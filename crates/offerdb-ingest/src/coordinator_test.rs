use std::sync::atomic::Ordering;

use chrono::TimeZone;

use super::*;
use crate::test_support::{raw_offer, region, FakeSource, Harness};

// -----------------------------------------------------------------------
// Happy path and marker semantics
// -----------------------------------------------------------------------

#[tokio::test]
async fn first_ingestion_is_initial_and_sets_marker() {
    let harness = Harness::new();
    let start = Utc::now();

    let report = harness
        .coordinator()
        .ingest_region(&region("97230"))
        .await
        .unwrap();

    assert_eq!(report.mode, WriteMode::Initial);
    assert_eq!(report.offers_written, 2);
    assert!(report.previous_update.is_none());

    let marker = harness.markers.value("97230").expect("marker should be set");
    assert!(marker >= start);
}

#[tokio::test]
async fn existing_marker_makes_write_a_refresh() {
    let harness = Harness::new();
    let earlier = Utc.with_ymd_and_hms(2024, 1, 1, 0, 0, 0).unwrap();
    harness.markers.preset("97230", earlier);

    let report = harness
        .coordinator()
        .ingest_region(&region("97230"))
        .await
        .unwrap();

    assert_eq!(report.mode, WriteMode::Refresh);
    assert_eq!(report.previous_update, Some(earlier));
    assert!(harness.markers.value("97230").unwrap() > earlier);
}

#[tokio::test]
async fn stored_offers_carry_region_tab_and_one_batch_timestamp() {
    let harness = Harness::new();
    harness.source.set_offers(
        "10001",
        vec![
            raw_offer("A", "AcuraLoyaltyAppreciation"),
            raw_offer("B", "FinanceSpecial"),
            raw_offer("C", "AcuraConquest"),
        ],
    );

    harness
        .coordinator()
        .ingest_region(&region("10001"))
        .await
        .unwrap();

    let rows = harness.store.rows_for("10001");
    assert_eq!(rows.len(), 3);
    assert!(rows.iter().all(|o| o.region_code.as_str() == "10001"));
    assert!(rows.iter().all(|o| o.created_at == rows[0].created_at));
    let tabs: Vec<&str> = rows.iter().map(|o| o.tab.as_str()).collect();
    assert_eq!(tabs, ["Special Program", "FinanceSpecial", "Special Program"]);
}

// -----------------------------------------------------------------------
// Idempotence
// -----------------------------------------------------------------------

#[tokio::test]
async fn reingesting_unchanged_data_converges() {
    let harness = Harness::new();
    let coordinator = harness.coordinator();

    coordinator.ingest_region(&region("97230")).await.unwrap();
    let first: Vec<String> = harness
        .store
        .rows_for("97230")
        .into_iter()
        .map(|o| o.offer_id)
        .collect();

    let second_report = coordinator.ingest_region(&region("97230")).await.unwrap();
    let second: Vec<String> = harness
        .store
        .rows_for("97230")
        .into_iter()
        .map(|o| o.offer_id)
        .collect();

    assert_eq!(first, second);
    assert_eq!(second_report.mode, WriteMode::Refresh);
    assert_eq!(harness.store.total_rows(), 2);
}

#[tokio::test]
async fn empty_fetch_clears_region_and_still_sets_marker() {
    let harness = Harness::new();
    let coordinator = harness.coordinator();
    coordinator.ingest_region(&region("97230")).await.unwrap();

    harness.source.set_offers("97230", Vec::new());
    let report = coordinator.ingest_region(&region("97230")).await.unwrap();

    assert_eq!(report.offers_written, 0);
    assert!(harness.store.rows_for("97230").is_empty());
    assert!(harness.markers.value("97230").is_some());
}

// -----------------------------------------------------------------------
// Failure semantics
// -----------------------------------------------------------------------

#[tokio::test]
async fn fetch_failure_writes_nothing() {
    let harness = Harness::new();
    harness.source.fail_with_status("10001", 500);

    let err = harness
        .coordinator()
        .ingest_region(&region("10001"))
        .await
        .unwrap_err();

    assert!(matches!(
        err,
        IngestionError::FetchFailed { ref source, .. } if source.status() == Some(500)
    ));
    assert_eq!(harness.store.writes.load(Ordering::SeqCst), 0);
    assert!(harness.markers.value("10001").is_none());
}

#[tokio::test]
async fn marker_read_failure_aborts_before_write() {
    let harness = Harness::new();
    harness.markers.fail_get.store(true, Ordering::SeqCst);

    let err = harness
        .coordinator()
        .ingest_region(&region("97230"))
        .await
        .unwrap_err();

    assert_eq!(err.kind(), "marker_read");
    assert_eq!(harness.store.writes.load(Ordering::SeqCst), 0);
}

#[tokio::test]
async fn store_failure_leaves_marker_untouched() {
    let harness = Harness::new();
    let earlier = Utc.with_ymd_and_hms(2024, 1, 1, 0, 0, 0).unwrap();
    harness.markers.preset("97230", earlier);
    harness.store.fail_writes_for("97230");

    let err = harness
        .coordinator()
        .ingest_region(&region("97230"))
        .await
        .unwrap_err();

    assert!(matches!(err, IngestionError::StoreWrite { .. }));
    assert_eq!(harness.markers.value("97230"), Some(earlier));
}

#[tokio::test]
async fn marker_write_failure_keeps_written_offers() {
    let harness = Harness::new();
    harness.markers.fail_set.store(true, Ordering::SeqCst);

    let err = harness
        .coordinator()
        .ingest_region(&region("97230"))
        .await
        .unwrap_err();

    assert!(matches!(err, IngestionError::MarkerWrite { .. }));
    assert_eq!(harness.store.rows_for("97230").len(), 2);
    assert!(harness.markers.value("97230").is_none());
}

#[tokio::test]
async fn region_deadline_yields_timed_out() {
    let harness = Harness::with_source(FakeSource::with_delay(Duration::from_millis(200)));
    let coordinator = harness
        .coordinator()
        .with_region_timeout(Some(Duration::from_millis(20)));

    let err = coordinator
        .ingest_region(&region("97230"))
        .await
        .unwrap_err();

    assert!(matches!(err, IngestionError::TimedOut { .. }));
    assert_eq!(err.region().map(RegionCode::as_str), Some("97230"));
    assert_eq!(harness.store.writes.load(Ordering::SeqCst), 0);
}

########

**EXERCISE DETAILS**
If a line in the listing has "tabs" in it, report that line.

**WRITTEN ANSWER**
    let tabs: Vec<&str> = rows.iter().map(|o| o.tab.as_str()).collect();
    assert_eq!(tabs, ["Special Program", "FinanceSpecial", "Special Program"]);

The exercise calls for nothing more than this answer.